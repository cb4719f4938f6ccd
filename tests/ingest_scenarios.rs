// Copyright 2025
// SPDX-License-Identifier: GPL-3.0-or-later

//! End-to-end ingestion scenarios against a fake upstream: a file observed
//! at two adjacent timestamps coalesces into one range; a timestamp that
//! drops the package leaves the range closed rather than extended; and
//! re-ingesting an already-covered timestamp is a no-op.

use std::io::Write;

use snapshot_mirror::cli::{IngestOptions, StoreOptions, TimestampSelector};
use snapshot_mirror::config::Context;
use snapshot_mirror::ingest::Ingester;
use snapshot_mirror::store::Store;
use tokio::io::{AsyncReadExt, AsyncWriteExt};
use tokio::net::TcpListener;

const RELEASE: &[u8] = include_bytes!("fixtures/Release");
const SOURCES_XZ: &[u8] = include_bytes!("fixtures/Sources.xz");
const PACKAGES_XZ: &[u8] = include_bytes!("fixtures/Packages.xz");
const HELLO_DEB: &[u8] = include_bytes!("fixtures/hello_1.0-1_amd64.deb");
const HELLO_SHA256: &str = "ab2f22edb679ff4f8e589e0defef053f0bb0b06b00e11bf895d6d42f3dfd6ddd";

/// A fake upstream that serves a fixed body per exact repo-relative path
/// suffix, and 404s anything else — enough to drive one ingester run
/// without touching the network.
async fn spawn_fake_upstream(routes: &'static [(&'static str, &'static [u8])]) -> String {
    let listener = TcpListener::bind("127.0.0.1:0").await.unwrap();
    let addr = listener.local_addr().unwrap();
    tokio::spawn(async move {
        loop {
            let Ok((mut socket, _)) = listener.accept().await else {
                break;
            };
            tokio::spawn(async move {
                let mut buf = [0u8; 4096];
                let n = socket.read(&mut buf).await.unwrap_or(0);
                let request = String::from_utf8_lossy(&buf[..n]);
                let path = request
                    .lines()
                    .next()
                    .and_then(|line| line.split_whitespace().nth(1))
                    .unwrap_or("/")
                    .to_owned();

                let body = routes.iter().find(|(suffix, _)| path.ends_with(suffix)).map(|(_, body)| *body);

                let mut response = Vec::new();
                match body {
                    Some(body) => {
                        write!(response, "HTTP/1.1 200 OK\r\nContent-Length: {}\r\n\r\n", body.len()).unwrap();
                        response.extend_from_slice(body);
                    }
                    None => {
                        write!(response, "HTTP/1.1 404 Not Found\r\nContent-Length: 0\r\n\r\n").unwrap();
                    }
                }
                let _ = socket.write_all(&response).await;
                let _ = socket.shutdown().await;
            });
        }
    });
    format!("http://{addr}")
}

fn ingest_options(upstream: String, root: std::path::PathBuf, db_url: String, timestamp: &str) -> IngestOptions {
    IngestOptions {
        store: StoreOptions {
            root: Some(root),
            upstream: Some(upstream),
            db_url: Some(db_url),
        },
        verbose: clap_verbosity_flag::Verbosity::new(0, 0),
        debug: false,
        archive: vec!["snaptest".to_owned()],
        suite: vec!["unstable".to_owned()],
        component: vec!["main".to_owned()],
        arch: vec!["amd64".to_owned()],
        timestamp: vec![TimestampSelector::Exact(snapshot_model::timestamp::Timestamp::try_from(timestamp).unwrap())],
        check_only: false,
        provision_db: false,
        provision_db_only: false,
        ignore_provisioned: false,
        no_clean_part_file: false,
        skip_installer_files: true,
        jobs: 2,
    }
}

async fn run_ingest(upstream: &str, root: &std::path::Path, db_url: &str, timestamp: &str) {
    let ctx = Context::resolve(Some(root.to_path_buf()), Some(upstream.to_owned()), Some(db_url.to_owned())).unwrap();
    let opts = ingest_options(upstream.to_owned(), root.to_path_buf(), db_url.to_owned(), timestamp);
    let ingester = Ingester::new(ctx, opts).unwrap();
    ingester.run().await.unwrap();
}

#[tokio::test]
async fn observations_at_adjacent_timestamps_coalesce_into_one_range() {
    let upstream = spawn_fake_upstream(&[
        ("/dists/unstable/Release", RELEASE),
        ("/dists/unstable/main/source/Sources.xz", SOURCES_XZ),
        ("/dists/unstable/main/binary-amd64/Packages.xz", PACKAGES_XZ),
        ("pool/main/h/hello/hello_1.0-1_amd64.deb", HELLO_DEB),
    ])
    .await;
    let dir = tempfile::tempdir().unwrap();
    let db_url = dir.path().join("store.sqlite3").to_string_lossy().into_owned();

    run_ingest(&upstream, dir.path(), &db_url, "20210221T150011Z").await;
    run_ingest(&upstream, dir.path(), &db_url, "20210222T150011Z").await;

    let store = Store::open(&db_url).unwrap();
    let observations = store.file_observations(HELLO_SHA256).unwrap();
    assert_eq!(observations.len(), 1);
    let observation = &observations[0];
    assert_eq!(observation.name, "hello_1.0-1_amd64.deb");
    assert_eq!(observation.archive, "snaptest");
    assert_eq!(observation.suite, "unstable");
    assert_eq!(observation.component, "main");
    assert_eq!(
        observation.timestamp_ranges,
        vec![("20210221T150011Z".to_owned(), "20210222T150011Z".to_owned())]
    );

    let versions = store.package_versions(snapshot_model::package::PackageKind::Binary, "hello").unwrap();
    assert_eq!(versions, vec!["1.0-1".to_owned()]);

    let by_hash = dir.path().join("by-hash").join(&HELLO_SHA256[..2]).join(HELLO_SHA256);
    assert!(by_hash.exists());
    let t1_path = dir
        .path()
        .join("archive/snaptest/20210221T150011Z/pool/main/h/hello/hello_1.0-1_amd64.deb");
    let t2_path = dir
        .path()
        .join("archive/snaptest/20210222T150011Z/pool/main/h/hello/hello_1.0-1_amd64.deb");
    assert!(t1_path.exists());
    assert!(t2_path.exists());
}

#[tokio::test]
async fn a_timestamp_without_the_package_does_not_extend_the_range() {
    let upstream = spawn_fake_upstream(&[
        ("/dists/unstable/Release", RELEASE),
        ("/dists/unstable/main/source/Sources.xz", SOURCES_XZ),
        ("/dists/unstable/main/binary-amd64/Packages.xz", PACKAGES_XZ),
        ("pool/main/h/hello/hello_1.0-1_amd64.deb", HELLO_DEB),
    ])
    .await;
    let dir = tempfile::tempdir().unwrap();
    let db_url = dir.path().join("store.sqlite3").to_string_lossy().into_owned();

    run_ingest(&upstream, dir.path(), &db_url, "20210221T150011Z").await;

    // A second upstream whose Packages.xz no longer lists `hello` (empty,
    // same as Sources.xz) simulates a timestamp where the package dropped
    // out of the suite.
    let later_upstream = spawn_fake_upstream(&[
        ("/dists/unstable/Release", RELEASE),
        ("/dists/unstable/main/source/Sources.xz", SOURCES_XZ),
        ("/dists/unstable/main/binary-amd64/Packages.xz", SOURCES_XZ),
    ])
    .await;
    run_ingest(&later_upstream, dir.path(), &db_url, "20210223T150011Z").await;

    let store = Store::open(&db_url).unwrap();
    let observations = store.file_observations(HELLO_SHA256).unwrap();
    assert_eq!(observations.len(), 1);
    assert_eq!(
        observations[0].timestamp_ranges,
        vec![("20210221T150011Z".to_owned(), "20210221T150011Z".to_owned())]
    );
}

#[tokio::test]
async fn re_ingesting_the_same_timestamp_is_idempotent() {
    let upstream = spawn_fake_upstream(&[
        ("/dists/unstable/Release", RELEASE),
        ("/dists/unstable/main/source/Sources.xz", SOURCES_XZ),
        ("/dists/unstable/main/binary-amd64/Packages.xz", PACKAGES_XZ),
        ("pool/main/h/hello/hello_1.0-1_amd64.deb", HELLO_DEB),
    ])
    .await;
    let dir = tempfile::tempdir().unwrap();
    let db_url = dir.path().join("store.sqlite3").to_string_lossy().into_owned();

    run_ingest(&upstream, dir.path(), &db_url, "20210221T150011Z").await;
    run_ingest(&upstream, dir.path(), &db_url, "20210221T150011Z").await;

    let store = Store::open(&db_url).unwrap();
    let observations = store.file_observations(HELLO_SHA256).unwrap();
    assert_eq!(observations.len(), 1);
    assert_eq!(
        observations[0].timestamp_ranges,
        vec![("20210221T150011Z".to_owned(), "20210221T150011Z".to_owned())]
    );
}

_ _ _ _ _

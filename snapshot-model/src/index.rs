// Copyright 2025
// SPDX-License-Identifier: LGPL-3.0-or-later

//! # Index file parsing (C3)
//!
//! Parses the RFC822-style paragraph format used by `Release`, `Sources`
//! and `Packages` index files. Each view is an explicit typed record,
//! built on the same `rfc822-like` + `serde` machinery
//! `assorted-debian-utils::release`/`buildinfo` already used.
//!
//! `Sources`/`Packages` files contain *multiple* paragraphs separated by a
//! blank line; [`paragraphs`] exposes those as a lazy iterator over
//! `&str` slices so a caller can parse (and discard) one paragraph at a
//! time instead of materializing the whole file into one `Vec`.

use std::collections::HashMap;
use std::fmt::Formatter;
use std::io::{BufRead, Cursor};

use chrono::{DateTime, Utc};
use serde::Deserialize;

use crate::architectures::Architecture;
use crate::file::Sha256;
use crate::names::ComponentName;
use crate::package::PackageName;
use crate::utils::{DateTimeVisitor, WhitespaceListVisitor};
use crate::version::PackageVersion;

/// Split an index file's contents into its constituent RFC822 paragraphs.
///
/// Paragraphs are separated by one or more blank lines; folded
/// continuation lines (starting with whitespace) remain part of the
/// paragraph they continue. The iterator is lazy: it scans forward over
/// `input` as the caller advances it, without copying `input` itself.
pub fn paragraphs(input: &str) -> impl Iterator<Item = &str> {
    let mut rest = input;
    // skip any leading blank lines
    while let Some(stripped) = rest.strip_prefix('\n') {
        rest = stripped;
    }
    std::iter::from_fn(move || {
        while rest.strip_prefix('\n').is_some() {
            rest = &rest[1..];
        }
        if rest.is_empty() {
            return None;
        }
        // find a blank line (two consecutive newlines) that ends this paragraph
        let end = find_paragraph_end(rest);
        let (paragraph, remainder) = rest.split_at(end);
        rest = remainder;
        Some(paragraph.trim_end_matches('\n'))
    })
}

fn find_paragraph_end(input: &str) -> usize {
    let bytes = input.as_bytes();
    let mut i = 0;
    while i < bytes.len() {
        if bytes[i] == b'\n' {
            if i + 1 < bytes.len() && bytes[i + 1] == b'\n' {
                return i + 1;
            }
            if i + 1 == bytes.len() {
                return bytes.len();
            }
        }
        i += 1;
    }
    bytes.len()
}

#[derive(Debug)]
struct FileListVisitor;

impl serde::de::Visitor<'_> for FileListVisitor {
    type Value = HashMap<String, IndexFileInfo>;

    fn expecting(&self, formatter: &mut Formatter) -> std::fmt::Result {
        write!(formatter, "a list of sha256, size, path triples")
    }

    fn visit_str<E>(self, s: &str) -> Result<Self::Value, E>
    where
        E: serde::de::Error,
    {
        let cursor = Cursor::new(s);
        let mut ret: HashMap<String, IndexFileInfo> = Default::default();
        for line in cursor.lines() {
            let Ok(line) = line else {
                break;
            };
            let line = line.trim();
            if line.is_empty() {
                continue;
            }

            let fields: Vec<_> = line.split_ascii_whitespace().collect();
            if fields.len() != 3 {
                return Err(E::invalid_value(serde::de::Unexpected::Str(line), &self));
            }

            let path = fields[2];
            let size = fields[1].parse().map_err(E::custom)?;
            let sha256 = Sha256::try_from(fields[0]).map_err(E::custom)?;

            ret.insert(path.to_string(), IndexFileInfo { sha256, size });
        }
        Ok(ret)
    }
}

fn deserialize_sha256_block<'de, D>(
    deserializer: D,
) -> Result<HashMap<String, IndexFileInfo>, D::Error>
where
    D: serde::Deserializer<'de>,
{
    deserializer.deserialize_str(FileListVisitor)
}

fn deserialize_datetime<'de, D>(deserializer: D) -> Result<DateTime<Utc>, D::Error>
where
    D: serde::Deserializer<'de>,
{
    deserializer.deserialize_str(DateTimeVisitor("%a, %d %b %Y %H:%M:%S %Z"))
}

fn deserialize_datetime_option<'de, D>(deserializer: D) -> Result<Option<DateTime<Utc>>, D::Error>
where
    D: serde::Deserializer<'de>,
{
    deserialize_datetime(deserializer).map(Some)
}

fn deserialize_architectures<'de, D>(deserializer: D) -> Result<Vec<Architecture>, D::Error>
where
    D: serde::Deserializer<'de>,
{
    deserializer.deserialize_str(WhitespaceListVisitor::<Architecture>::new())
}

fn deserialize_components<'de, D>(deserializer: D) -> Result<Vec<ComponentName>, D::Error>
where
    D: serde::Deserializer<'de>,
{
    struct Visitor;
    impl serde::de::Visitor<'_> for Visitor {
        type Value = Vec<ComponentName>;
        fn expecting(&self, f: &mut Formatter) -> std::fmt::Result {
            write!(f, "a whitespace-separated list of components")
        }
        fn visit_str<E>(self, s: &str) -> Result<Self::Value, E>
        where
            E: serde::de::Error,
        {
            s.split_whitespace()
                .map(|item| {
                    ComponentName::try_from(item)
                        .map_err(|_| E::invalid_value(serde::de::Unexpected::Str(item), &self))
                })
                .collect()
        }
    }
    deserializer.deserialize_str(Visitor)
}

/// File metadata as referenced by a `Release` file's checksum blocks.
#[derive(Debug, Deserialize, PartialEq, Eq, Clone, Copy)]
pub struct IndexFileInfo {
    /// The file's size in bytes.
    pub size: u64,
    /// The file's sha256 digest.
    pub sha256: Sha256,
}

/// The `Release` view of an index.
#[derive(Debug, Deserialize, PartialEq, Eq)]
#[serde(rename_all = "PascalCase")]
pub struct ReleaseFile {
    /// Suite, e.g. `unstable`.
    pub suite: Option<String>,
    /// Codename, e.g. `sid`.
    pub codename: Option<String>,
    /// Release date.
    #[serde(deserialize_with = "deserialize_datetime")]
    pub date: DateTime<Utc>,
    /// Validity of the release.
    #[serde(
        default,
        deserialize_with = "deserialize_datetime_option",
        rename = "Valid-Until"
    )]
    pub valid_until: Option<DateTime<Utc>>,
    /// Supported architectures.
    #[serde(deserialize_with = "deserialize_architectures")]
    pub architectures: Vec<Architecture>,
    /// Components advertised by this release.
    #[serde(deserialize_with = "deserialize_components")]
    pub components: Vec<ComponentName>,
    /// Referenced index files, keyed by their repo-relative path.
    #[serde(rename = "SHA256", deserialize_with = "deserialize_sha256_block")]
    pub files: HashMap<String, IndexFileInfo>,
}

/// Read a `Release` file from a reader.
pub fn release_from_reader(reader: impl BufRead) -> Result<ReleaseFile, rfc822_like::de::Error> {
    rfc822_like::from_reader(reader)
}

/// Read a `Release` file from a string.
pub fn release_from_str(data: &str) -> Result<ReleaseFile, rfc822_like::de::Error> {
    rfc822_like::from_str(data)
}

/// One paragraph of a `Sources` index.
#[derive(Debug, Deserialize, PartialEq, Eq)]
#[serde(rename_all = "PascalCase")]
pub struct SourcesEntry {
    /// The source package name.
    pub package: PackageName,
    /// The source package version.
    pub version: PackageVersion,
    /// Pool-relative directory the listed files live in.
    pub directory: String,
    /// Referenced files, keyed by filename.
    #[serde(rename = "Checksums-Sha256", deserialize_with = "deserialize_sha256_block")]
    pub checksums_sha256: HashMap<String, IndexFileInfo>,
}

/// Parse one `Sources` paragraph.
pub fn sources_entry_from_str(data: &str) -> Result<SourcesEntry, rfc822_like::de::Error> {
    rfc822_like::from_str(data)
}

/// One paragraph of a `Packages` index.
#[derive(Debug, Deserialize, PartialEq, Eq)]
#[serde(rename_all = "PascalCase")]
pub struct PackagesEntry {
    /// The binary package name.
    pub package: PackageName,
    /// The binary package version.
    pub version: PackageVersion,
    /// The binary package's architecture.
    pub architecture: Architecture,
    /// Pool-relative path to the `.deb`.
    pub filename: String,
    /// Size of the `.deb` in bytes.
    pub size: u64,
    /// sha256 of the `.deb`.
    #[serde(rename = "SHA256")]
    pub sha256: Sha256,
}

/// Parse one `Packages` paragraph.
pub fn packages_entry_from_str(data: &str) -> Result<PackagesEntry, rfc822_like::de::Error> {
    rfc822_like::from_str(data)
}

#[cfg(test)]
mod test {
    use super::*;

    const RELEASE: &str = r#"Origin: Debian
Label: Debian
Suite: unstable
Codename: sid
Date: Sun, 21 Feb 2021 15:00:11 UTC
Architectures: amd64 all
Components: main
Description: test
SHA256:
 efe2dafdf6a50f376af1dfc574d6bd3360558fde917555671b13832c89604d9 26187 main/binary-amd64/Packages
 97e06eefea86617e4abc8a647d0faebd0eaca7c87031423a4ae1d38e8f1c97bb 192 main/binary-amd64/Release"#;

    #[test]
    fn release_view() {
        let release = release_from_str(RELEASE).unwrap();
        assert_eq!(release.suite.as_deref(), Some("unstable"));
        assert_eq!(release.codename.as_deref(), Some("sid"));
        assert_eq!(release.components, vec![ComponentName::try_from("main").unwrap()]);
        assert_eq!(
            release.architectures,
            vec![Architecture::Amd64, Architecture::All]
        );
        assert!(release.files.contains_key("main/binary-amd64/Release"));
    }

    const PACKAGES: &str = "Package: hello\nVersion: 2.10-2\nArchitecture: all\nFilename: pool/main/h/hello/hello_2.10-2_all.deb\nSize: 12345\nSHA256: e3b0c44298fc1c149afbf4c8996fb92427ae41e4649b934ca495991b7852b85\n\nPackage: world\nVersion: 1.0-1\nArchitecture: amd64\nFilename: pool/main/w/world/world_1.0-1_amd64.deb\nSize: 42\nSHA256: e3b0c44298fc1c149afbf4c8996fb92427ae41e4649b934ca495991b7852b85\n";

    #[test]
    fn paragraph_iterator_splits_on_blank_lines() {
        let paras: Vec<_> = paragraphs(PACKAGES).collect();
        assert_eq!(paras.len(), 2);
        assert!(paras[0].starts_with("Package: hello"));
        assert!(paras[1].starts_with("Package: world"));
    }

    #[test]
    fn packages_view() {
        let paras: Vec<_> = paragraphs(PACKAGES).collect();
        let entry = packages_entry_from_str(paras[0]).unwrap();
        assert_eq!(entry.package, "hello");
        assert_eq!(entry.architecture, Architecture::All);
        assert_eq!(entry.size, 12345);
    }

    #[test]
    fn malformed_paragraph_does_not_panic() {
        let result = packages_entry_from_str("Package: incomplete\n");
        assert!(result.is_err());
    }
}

_ _ _ _ _

» Exercise directions: Each line of the data that holds "stripped" should be reported.

» Reply:
    while let Some(stripped) = rest.strip_prefix('\n') {
        rest = stripped;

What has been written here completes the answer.